Support JOIN query and correlated subquery

In the new SQL planner, we support JOIN query (INNER JOIN, OUTER JOIN, CROSS JOIN) and correlated sub-query, and provide Hash Join algorithm to execute JOIN query.

Documentation on JOIN queries has been published at https://databend.rs/doc/reference/sql/query-syntax/dml-join , you can check the documentation to understand how JOIN queries are used in Databend.

In OLAP query, JOIN is a very important part. In both traditional star schema and snowflake schema , we need to join dimension table with fact table through JOIN query to generate the result report.

TPCH Benchmark is a set of OLAP query benchmarks developed by the TPC committee to evaluate the OLAP capabilities of database systems. It contains 8 tables, namely:

  • Lineitem: Product item
  • Orders: order information
  • Customer: customer information
  • Part: Parts information
  • Supplier: Supplier information
  • Partsupp: Parts and suppliers relationship table
  • Nation: country information
  • Region: region information

There are 22 complex queries in TPCH, corresponding to different business needs.

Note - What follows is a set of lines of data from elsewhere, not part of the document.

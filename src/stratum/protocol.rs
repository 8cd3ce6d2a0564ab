//! Stratum wire messages
//!
//! Stratum is line-delimited JSON-RPC 1.0. Responses always carry both
//! `result` and `error` keys, with null for whichever does not apply, since
//! some miner firmware chokes on absent keys.

use serde::{Deserialize, Serialize};
use serde_json::{json, Value};

/// A request or notification received from a miner
#[derive(Debug, Clone, Deserialize)]
pub struct RpcRequest {
    /// Request id, absent on notifications
    #[serde(default)]
    pub id: Value,
    /// Method name
    pub method: String,
    /// Positional parameters
    #[serde(default)]
    pub params: Vec<Value>,
}

/// A response sent back to a miner
#[derive(Debug, Clone, Serialize)]
pub struct RpcResponse {
    /// Id of the request being answered
    pub id: Value,
    /// Result payload, null on errors
    pub result: Value,
    /// Error tuple, null on success
    pub error: Value,
}

impl RpcResponse {
    /// Successful response
    pub fn ok(id: Value, result: Value) -> Self {
        Self {
            id,
            result,
            error: Value::Null,
        }
    }

    /// Error response carrying the stratum error tuple
    pub fn err(id: Value, error: StratumError) -> Self {
        Self {
            id,
            result: Value::Null,
            error: error.to_tuple(),
        }
    }
}

/// A server-initiated notification such as mining.notify
#[derive(Debug, Clone, Serialize)]
pub struct RpcNotification {
    /// Always null for notifications
    pub id: Value,
    /// Method name
    pub method: String,
    /// Positional parameters
    pub params: Vec<Value>,
}

impl RpcNotification {
    /// Build a notification for the given method
    pub fn new(method: &str, params: Vec<Value>) -> Self {
        Self {
            id: Value::Null,
            method: method.to_string(),
            params,
        }
    }
}

/// Share rejection reasons with their wire codes
#[derive(Debug, Clone, PartialEq)]
pub enum StratumError {
    /// Code 20: malformed submission field sizes or ntime out of range
    Other(String),
    /// Code 21: job id not in the valid-jobs window
    JobNotFound,
    /// Code 22: identical submission already seen on this job
    DuplicateShare,
    /// Code 23: share difficulty below the assigned difficulty
    LowDifficultyShare(f64),
    /// Code 24: submitting worker was never authorized
    UnauthorizedWorker,
    /// Code 25: submission before mining.subscribe
    NotSubscribed,
}

impl StratumError {
    /// Numeric wire code
    pub fn code(&self) -> i64 {
        match self {
            Self::Other(_) => 20,
            Self::JobNotFound => 21,
            Self::DuplicateShare => 22,
            Self::LowDifficultyShare(_) => 23,
            Self::UnauthorizedWorker => 24,
            Self::NotSubscribed => 25,
        }
    }

    /// Human-readable rejection message
    pub fn message(&self) -> String {
        match self {
            Self::Other(msg) => msg.clone(),
            Self::JobNotFound => "job not found".to_string(),
            Self::DuplicateShare => "duplicate share".to_string(),
            Self::LowDifficultyShare(diff) => {
                format!("low difficulty share of {}", diff)
            }
            Self::UnauthorizedWorker => "unauthorized worker".to_string(),
            Self::NotSubscribed => "not subscribed".to_string(),
        }
    }

    /// The `[code, message, null]` tuple stratum puts in the error field
    pub fn to_tuple(&self) -> Value {
        json!([self.code(), self.message(), Value::Null])
    }
}

#[cfg(test)]
mod tests {
    use super::*;

    #[test]
    fn test_request_parsing() {
        let req: RpcRequest = serde_json::from_str(
            r#"{"id": 1, "method": "mining.subscribe", "params": []}"#,
        )
        .unwrap();
        assert_eq!(req.id, json!(1));
        assert_eq!(req.method, "mining.subscribe");
        assert!(req.params.is_empty());

        // notifications omit the id
        let req: RpcRequest =
            serde_json::from_str(r#"{"method": "mining.extranonce.subscribe"}"#).unwrap();
        assert_eq!(req.id, Value::Null);
    }

    #[test]
    fn test_response_always_carries_both_keys() {
        let ok = serde_json::to_string(&RpcResponse::ok(json!(4), json!(true))).unwrap();
        assert!(ok.contains("\"result\":true"));
        assert!(ok.contains("\"error\":null"));

        let err =
            serde_json::to_string(&RpcResponse::err(json!(5), StratumError::JobNotFound)).unwrap();
        assert!(err.contains("\"result\":null"));
        assert!(err.contains("[21,\"job not found\",null]"));
    }

    #[test]
    fn test_errors_compare_by_value() {
        assert_eq!(
            StratumError::LowDifficultyShare(0.5),
            StratumError::LowDifficultyShare(0.5)
        );
        assert_ne!(
            StratumError::LowDifficultyShare(0.5),
            StratumError::LowDifficultyShare(0.25)
        );
        assert_ne!(StratumError::JobNotFound, StratumError::DuplicateShare);
    }

    #[test]
    fn test_error_codes() {
        assert_eq!(StratumError::Other("incorrect size of nonce".into()).code(), 20);
        assert_eq!(StratumError::JobNotFound.code(), 21);
        assert_eq!(StratumError::DuplicateShare.code(), 22);
        assert_eq!(StratumError::LowDifficultyShare(0.5).code(), 23);
        assert_eq!(StratumError::UnauthorizedWorker.code(), 24);
        assert_eq!(StratumError::NotSubscribed.code(), 25);
        assert_eq!(
            StratumError::LowDifficultyShare(0.5).message(),
            "low difficulty share of 0.5"
        );
    }
}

Here is an example of the Q9 query. Its purpose is to calculate the profit of the specified year and region , which includes a large number of JOIN calculations. In the new Planner, we can already support this query:

Correlated sub-queries are also an important part of SQL, and complex query logic can be easily expressed through correlated sub-queries. An example is Q4 of TPCH, which is used to calculate the delivery of orders of various priority levels over a period of time. The EXISTS correlated subquery is used to filter overdue orders:

Currently, Databend only supports simple execution of correlated subqueries, and related query optimization work is still in progress, so stay tuned.

new architecture

In the new SQL planner, we have redesigned the process of SQL parsing to support more complex semantic analysis and SQL optimization. In the new SQL planner, after a SQL statement is sent to the databend-query server through the client, it will be processed by different components in the order shown in the following figure, and finally the query result will be returned to the client:

After receiving the SQL query, the Parser component parses it. In this step, if a syntax error is encountered, the error information will be directly returned to the client, and the AST (abstract syntax tree) corresponding to the query will be generated if the parsing is successful.

Parser

In order to provide richer syntax analysis functions and a better development experience, we have developed a set of DSL (Domain Specific Language) nom-rule based on nom Parser combinator, and rewritten SQL Parser based on this framework.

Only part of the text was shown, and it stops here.